The arrival of covered wagons at the fort—even as few as these three—brought news from the East, a chance to trade goods and services, make money.

But this one had brought something else.

Trouble.

North pulled his black hat lower on his forehead as he watched men step out of the trade room, the kitchen, the dining room. They stood in doorways and lingered in the shadows, staring. North’s gut tightened a bit, urging him to cross the dirt plaza as well.

Young white women—especially pretty ones—were rare at the fort and in this part of the country. This one, who had just climbed out of one of the wagons, hardly seemed to realize she was the center of attention as she spoke to Old Man Fredericks.

North kept his distance.

Half Cheyenne, half white, North was accepted by the men at the fort for what he was. A horse trader, a guide, a messenger.

His other activities he kept to himself.

Tall and broad shouldered like his father, North dressed in Western clothing to better blend into the activities at the fort. He had his Cheyenne mother’s dark eyes, but his skin was more white than bronze. His only concession to his Indian heritage was his long black hair, tied at his nape with a leather thong.

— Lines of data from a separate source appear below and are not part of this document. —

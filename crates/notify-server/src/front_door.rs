// crates/notify-server/src/front_door.rs
// ============================================================================
// Module: Front Door
// Description: Plain HTTP, static TLS, and ACME TLS listeners.
// Purpose: Serve the ingress router in the mode selected by configuration.
// Dependencies: axum, axum-server, rustls, rustls-acme, tokio, tracing
// ============================================================================

//! ## Overview
//! [`NotifyServer::serve`] picks one listener:
//! - `core.auto_tls.enabled`: certificates are ordered on demand for
//!   `auto_tls.host` and cached under `auto_tls.folder`. The ACME event
//!   stream is polled on a background task.
//! - `core.ssl.enabled`: static PEM certificate and key.
//! - otherwise plain HTTP.
//!
//! Every mode stops accepting connections when the shutdown future resolves
//! and lets in-flight requests finish within `core.shutdown_timeout_ms`.

// ============================================================================
// SECTION: Imports
// ============================================================================

use std::future::Future;
use std::net::SocketAddr;
use std::sync::Arc;
use std::time::Duration;

use axum::Router;
use axum_server::Handle;
use axum_server::tls_rustls::RustlsConfig;
use notify_config::NotifyConfig;
use rustls_acme::AcmeConfig;
use rustls_acme::caches::DirCache;
use tokio_stream::StreamExt;
use tracing::error;
use tracing::info;
use tracing::warn;

use crate::error::ServerError;
use crate::ingress::AppState;
use crate::ingress::build_router;

// ============================================================================
// SECTION: Server
// ============================================================================

/// HTTP server bound to one configuration.
pub struct NotifyServer {
    /// Active configuration.
    config: Arc<NotifyConfig>,
    /// Ingress routing table.
    router: Router,
}

impl NotifyServer {
    /// Builds the server from handler state.
    #[must_use]
    pub fn new(state: AppState) -> Self {
        let config = Arc::clone(&state.config);
        Self {
            config,
            router: build_router(state),
        }
    }

    /// Returns a clone of the routing table.
    #[must_use]
    pub fn router(&self) -> Router {
        self.router.clone()
    }

    /// Serves until `shutdown` resolves.
    ///
    /// # Errors
    ///
    /// Returns [`ServerError`] when the listener cannot bind or TLS material
    /// cannot be loaded.
    pub async fn serve<F>(self, shutdown: F) -> Result<(), ServerError>
    where
        F: Future<Output = ()> + Send + 'static,
    {
        let core = &self.config.core;
        if core.auto_tls.enabled {
            install_crypto_provider();
            let addr = core.auto_tls_addr()?;
            self.serve_acme(addr, shutdown).await
        } else if core.ssl.enabled {
            install_crypto_provider();
            let addr = core.http_addr()?;
            self.serve_static_tls(addr, shutdown).await
        } else {
            let addr = core.http_addr()?;
            self.serve_plain(addr, shutdown).await
        }
    }

    async fn serve_plain<F>(self, addr: SocketAddr, shutdown: F) -> Result<(), ServerError>
    where
        F: Future<Output = ()> + Send + 'static,
    {
        let listener = tokio::net::TcpListener::bind(addr)
            .await
            .map_err(|err| ServerError::Transport(format!("bind {addr}: {err}")))?;
        info!(%addr, "listening for http");
        axum::serve(listener, self.router)
            .with_graceful_shutdown(shutdown)
            .await
            .map_err(|err| ServerError::Transport(err.to_string()))
    }

    async fn serve_static_tls<F>(self, addr: SocketAddr, shutdown: F) -> Result<(), ServerError>
    where
        F: Future<Output = ()> + Send + 'static,
    {
        let ssl = &self.config.core.ssl;
        let (Some(cert), Some(key)) = (&ssl.cert_path, &ssl.key_path) else {
            return Err(ServerError::Tls("core.ssl requires cert_path and key_path".to_string()));
        };
        let tls = RustlsConfig::from_pem_file(cert, key)
            .await
            .map_err(|err| ServerError::Tls(format!("load certificate: {err}")))?;
        let handle = self.shutdown_handle(shutdown);
        info!(%addr, "listening for https");
        axum_server::bind_rustls(addr, tls)
            .handle(handle)
            .serve(self.router.into_make_service())
            .await
            .map_err(|err| ServerError::Transport(format!("serve {addr}: {err}")))
    }

    async fn serve_acme<F>(self, addr: SocketAddr, shutdown: F) -> Result<(), ServerError>
    where
        F: Future<Output = ()> + Send + 'static,
    {
        let auto_tls = &self.config.core.auto_tls;
        let mut state = AcmeConfig::new([auto_tls.host.clone()])
            .contact(auto_tls.contact.iter().map(|email| format!("mailto:{email}")))
            .cache(DirCache::new(auto_tls.folder.clone()))
            .directory_lets_encrypt(auto_tls.production)
            .state();
        let acceptor = state.axum_acceptor(state.default_rustls_config());
        tokio::spawn(async move {
            while let Some(event) = state.next().await {
                match event {
                    Ok(ok) => info!(event = ?ok, "acme event"),
                    Err(err) => error!(error = %err, "acme error"),
                }
            }
        });
        let handle = self.shutdown_handle(shutdown);
        info!(
            %addr,
            host = %auto_tls.host,
            production = auto_tls.production,
            "listening for https with acme certificates"
        );
        axum_server::bind(addr)
            .acceptor(acceptor)
            .handle(handle)
            .serve(self.router.into_make_service())
            .await
            .map_err(|err| ServerError::Transport(format!("serve {addr}: {err}")))
    }

    /// Returns a handle that starts graceful shutdown when `shutdown` resolves.
    fn shutdown_handle<F>(&self, shutdown: F) -> Handle
    where
        F: Future<Output = ()> + Send + 'static,
    {
        let handle = Handle::new();
        let grace = Duration::from_millis(self.config.core.shutdown_timeout_ms);
        let trigger = handle.clone();
        tokio::spawn(async move {
            shutdown.await;
            trigger.graceful_shutdown(Some(grace));
        });
        handle
    }
}

/// Installs the process-wide rustls crypto provider if none is set.
fn install_crypto_provider() {
    if rustls::crypto::aws_lc_rs::default_provider().install_default().is_err() {
        warn!("rustls crypto provider already installed");
    }
}

/// Resolves on Ctrl-C or, on Unix, SIGTERM.
pub async fn shutdown_signal() {
    let ctrl_c = async {
        if let Err(err) = tokio::signal::ctrl_c().await {
            error!(error = %err, "ctrl-c handler failed");
            std::future::pending::<()>().await;
        }
    };

    #[cfg(unix)]
    let terminate = async {
        match tokio::signal::unix::signal(tokio::signal::unix::SignalKind::terminate()) {
            Ok(mut signal) => {
                signal.recv().await;
            }
            Err(err) => {
                error!(error = %err, "sigterm handler failed");
                std::future::pending::<()>().await;
            }
        }
    };

    #[cfg(not(unix))]
    let terminate = std::future::pending::<()>();

    tokio::select! {
        () = ctrl_c => {},
        () = terminate => {},
    }
    info!("shutdown signal received");
}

His father had been a mountain man who’d left his family and a comfortable life behind and come west with the beaver trade; he’d eventually married a Cheyenne woman. North had learned Eastern customs and Indian ways from each of his parents, and was equally comfortable in the two worlds.

Worlds that were on a collision course.

Evidenced by the young white woman who was still talking to Hiram Fredericks, sending four men scurrying to do her bidding.

Stepping out of a hot wagon after weeks on the trail, she somehow looked refreshed and poised. Dark hair artfully piled atop her head, a dress of delicate, light fabric that flowed in the late-afternoon breeze. There was an economy of movement as she spoke with Fredericks, a grace North had never seen.

A lady.

That’s what his father had called women like this one, North realized. Telling his stories of growing up in the East, he’d described the pampered women there, the hours they spent on grooming, attire and appearance, the value they placed on personal conduct. North had thought it outrageous. Hours spent in the practice of walking? Not to surprise an enemy or spring a trap, but to simply look pretty while in motion?

North had hardly believed him.

Until now.

This one moved like the whisper of the wind, a silent call in the wilderness.

Trouble.

North patted the mare’s thick neck, content to keep his distance for now.

This woman was trouble, all right.

But maybe just the sort of trouble he was looking for.